» INFORMATION SHOWN:
□ □ □ □
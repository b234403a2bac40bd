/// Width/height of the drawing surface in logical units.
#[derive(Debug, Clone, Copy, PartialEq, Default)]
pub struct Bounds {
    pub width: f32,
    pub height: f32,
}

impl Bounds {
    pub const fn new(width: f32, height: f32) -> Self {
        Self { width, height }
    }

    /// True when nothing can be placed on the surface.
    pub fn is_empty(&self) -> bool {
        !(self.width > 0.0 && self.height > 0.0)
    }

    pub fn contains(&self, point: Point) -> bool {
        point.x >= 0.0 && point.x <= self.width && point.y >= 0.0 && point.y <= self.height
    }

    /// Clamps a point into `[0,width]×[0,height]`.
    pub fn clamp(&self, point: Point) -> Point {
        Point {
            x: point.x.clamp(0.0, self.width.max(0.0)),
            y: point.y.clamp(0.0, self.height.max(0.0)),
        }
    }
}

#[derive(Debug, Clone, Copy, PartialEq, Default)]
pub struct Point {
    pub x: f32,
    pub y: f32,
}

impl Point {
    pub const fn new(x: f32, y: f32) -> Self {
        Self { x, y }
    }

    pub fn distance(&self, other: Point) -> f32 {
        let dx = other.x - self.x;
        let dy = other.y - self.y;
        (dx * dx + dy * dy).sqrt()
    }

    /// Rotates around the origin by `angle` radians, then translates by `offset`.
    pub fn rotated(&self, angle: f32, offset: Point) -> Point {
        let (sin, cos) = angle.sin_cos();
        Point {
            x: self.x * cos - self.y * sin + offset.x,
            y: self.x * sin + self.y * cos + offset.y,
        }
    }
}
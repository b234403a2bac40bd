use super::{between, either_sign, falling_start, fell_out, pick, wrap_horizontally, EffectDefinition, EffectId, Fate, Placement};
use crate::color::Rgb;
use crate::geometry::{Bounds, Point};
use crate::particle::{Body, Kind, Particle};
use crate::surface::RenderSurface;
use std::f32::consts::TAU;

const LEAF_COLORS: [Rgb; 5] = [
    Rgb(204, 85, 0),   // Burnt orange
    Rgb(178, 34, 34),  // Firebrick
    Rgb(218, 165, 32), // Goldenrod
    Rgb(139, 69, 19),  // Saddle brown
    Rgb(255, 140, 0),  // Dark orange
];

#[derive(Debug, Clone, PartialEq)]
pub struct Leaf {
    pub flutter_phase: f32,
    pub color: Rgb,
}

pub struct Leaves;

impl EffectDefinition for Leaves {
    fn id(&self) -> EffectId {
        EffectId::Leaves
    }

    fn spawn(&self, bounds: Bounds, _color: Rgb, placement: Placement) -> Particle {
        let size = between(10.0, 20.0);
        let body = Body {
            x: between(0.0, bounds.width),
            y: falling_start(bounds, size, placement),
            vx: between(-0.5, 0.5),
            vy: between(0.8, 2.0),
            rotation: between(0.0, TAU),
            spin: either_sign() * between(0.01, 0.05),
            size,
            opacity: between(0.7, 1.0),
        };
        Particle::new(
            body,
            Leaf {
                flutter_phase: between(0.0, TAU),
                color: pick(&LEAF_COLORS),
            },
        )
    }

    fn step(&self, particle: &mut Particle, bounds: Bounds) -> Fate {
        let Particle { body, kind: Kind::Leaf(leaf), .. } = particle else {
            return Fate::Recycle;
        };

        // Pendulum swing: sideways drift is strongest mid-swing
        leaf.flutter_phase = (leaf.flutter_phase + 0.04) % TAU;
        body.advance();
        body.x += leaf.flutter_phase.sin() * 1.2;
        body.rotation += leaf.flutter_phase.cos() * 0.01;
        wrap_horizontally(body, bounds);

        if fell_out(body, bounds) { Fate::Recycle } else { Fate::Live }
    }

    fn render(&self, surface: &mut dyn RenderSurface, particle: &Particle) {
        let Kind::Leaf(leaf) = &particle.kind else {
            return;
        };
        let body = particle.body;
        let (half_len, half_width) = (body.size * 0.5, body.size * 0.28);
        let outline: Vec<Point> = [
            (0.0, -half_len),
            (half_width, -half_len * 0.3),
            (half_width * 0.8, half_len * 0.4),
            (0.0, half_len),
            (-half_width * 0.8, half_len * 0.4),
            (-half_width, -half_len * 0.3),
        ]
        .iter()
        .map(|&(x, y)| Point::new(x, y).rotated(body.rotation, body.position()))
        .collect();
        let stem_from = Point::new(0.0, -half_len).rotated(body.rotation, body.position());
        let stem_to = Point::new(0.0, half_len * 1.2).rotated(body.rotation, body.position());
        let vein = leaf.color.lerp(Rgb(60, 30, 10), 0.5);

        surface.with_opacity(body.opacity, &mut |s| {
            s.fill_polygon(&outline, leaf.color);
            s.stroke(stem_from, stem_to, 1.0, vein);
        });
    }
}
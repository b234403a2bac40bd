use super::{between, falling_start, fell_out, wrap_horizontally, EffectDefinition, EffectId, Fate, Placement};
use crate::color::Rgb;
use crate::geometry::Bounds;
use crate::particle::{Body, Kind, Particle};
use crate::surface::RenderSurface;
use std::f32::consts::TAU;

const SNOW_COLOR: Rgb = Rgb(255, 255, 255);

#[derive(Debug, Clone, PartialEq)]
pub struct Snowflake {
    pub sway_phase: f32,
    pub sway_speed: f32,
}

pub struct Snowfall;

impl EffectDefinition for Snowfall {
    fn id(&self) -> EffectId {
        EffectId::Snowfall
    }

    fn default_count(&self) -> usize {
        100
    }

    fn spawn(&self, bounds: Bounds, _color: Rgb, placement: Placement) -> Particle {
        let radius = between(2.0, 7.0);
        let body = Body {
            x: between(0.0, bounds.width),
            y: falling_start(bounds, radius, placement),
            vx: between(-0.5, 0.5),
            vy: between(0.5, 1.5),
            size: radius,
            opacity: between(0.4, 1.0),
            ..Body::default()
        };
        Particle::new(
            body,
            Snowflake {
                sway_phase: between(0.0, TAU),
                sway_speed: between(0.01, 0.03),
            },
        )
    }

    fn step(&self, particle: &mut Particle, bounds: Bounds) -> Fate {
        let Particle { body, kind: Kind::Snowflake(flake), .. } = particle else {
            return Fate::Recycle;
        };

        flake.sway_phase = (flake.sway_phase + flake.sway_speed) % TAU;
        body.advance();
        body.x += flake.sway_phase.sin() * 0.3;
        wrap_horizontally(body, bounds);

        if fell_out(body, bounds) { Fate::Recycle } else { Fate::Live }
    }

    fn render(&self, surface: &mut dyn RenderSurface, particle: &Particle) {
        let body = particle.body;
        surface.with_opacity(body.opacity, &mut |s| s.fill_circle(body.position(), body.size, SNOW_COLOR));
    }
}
□ □ □ □
Write all the data out again, exactly.

repository b234403a2bac40bd
/// Width/height of the drawing surface in logical units.
#[derive(Debug, Clone, Copy, PartialEq, Default)]
pub struct Bounds {
    pub width: f32,
    pub height: f32,
}

impl Bounds {
    pub const fn new(width: f32, height: f32) -> Self {
        Self { width, height }
    }

    /// True when nothing can be placed on the surface.
    pub fn is_empty(&self) -> bool {
        !(self.width > 0.0 && self.height > 0.0)
    }

    pub fn contains(&self, point: Point) -> bool {
        point.x >= 0.0 && point.x <= self.width && point.y >= 0.0 && point.y <= self.height
    }

    /// Clamps a point into `[0,width]×[0,height]`.
    pub fn clamp(&self, point: Point) -> Point {
        Point {
            x: point.x.clamp(0.0, self.width.max(0.0)),
            y: point.y.clamp(0.0, self.height.max(0.0)),
        }
    }
}

#[derive(Debug, Clone, Copy, PartialEq, Default)]
pub struct Point {
    pub x: f32,
    pub y: f32,
}

impl Point {
    pub const fn new(x: f32, y: f32) -> Self {
        Self { x, y }
    }

    pub fn distance(&self, other: Point) -> f32 {
        let dx = other.x - self.x;
        let dy = other.y - self.y;
        (dx * dx + dy * dy).sqrt()
    }

    /// Rotates around the origin by `angle` radians, then translates by `offset`.
    pub fn rotated(&self, angle: f32, offset: Point) -> Point {
        let (sin, cos) = angle.sin_cos();
        Point {
            x: self.x * cos - self.y * sin + offset.x,
            y: self.x * sin + self.y * cos + offset.y,
        }
    }
}
repository b234403a2bac40bd
use super::{between, either_sign, falling_start, fell_out, pick, wrap_horizontally, EffectDefinition, EffectId, Fate, Placement};
use crate::color::Rgb;
use crate::geometry::{Bounds, Point};
use crate::particle::{Body, Kind, Particle};
use crate::surface::RenderSurface;
use std::f32::consts::TAU;

const LEAF_COLORS: [Rgb; 5] = [
    Rgb(204, 85, 0),   // Burnt orange
    Rgb(178, 34, 34),  // Firebrick
    Rgb(218, 165, 32), // Goldenrod
    Rgb(139, 69, 19),  // Saddle brown
    Rgb(255, 140, 0),  // Dark orange
];

#[derive(Debug, Clone, PartialEq)]
pub struct Leaf {
    pub flutter_phase: f32,
    pub color: Rgb,
}

pub struct Leaves;

impl EffectDefinition for Leaves {
    fn id(&self) -> EffectId {
        EffectId::Leaves
    }

    fn spawn(&self, bounds: Bounds, _color: Rgb, placement: Placement) -> Particle {
        let size = between(10.0, 20.0);
        let body = Body {
            x: between(0.0, bounds.width),
            y: falling_start(bounds, size, placement),
            vx: between(-0.5, 0.5),
            vy: between(0.8, 2.0),
            rotation: between(0.0, TAU),
            spin: either_sign() * between(0.01, 0.05),
            size,
            opacity: between(0.7, 1.0),
        };
        Particle::new(
            body,
            Leaf {
                flutter_phase: between(0.0, TAU),
                color: pick(&LEAF_COLORS),
            },
        )
    }

    fn step(&self, particle: &mut Particle, bounds: Bounds) -> Fate {
        let Particle { body, kind: Kind::Leaf(leaf), .. } = particle else {
            return Fate::Recycle;
        };

        // Pendulum swing: sideways drift is strongest mid-swing
        leaf.flutter_phase = (leaf.flutter_phase + 0.04) % TAU;
        body.advance();
        body.x += leaf.flutter_phase.sin() * 1.2;
        body.rotation += leaf.flutter_phase.cos() * 0.01;
        wrap_horizontally(body, bounds);

        if fell_out(body, bounds) { Fate::Recycle } else { Fate::Live }
    }

    fn render(&self, surface: &mut dyn RenderSurface, particle: &Particle) {
        let Kind::Leaf(leaf) = &particle.kind else {
            return;
        };
        let body = particle.body;
        let (half_len, half_width) = (body.size * 0.5, body.size * 0.28);
        let outline: Vec<Point> = [
            (0.0, -half_len),
            (half_width, -half_len * 0.3),
            (half_width * 0.8, half_len * 0.4),
            (0.0, half_len),
            (-half_width * 0.8, half_len * 0.4),
            (-half_width, -half_len * 0.3),
        ]
        .iter()
        .map(|&(x, y)| Point::new(x, y).rotated(body.rotation, body.position()))
        .collect();
        let stem_from = Point::new(0.0, -half_len).rotated(body.rotation, body.position());
        let stem_to = Point::new(0.0, half_len * 1.2).rotated(body.rotation, body.position());
        let vein = leaf.color.lerp(Rgb(60, 30, 10), 0.5);

        surface.with_opacity(body.opacity, &mut |s| {
            s.fill_polygon(&outline, leaf.color);
            s.stroke(stem_from, stem_to, 1.0, vein);
        });
    }
}
repository b234403a2bac40bd
use super::{between, falling_start, fell_out, wrap_horizontally, EffectDefinition, EffectId, Fate, Placement};
use crate::color::Rgb;
use crate::geometry::Bounds;
use crate::particle::{Body, Kind, Particle};
use crate::surface::RenderSurface;
use std::f32::consts::TAU;

const SNOW_COLOR: Rgb = Rgb(255, 255, 255);

#[derive(Debug, Clone, PartialEq)]
pub struct Snowflake {
    pub sway_phase: f32,
    pub sway_speed: f32,
}

pub struct Snowfall;

impl EffectDefinition for Snowfall {
    fn id(&self) -> EffectId {
        EffectId::Snowfall
    }

    fn default_count(&self) -> usize {
        100
    }

    fn spawn(&self, bounds: Bounds, _color: Rgb, placement: Placement) -> Particle {
        let radius = between(2.0, 7.0);
        let body = Body {
            x: between(0.0, bounds.width),
            y: falling_start(bounds, radius, placement),
            vx: between(-0.5, 0.5),
            vy: between(0.5, 1.5),
            size: radius,
            opacity: between(0.4, 1.0),
            ..Body::default()
        };
        Particle::new(
            body,
            Snowflake {
                sway_phase: between(0.0, TAU),
                sway_speed: between(0.01, 0.03),
            },
        )
    }

    fn step(&self, particle: &mut Particle, bounds: Bounds) -> Fate {
        let Particle { body, kind: Kind::Snowflake(flake), .. } = particle else {
            return Fate::Recycle;
        };

        flake.sway_phase = (flake.sway_phase + flake.sway_speed) % TAU;
        body.advance();
        body.x += flake.sway_phase.sin() * 0.3;
        wrap_horizontally(body, bounds);

        if fell_out(body, bounds) { Fate::Recycle } else { Fate::Live }
    }

    fn render(&self, surface: &mut dyn RenderSurface, particle: &Particle) {
        let body = particle.body;
        surface.with_opacity(body.opacity, &mut |s| s.fill_circle(body.position(), body.size, SNOW_COLOR));
    }
}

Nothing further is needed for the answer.